Last week we talked about Blake Lively’s involvement in Steven Soderbergh’s new movie and how her casting as the lead caused a producer, the one with the money, to walk off the project. Click here for a refresher. The other producers then came out and said that Lively did not have the job in the bag after all and now today it’s being reported that the role went, in fact, to Rooney Mara.

Leave aside for the moment the automatic gagging response you have to Mara bringing her ALOOFNESS to a Soderbergh movie and just consider what has happened. This is what I said at the time: “He shouldn’t have to recast a part because a co-financer took exception to a decision he made before that producer was even involved.” Soderbergh is not a journeyman director you hire on to a project you’ve already assembled. He’s a man with a specific vision of HIS film that HE is making. And while Mara’s ALOOFNESS is obnoxious as all get out, I do think she’s a good actress—a better actress than Blake Lively.

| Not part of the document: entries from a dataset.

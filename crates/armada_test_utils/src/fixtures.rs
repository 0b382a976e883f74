//! Test fixtures and helpers.
//!
//! A catalog covering every armament behaviour, with stable indices, and
//! pre-built scenarios for consistent testing.

use armada_core::components::{EntityId, TargetRef};
use armada_core::config::EngineConfig;
use armada_core::data::{
    ArmamentBehavior, ArmamentDef, AsteroidDef, Burst, Catalog, CatalogData, CollectableDef,
    MineDef, MineEffect, MissileDef, MissileEffect, Reward, SlotKind, Targeting, UnitDef, Usage,
};
use armada_core::math::Vec2Fixed;
use armada_core::simulation::Simulation;
use fixed::types::I32F32;

/// Create a fixed-point number from an integer.
#[must_use]
pub fn fixed(n: i32) -> I32F32 {
    I32F32::from_num(n)
}

/// Create a fixed-point number from a float (for tests only).
///
/// Note: In real simulation code, never use floats.
/// This is only for convenient test setup.
#[must_use]
pub fn fixed_f(n: f64) -> I32F32 {
    I32F32::from_num(n)
}

/// Position helper.
#[must_use]
pub fn pos(x: i32, y: i32) -> Vec2Fixed {
    Vec2Fixed::new(fixed(x), fixed(y))
}

/// Unit definition indices in [`test_catalog`].
pub mod units {
    /// Balanced hull with a laser, autocannon, reactor, mine rack and
    /// mining laser.
    pub const CORVETTE: usize = 0;
    /// Heavy hull with seekers, a pulse emitter, repair and tractor.
    pub const FRIGATE: usize = 1;
    /// Small single-slot hull.
    pub const DRONE: usize = 2;
}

But she wasn’t the actress Soderbergh wanted. I don’t like that Lively lost a job due to some girl sh*t.

It goes back to Megan Ellison, the producer from Annapurna Pictures who withdrew funding over Lively’s presence in the film. She came onto the project after Lively was tapped for it. She knew Lively was on board and Ellison got involved anyway and only then objected to the casting. I certainly don’t argue with anyone who doesn’t think Lively is not a good actress -- don’t think Lively is a good actress (to be fair, I’ve seen her be varying degrees of not-horrible) -- but who am I to question Steven Soderbergh? The man made Jennifer Lopez look good in Out of Sight. Who knows what he could have done with Lively, given that she’s working very hard to prove herself these days?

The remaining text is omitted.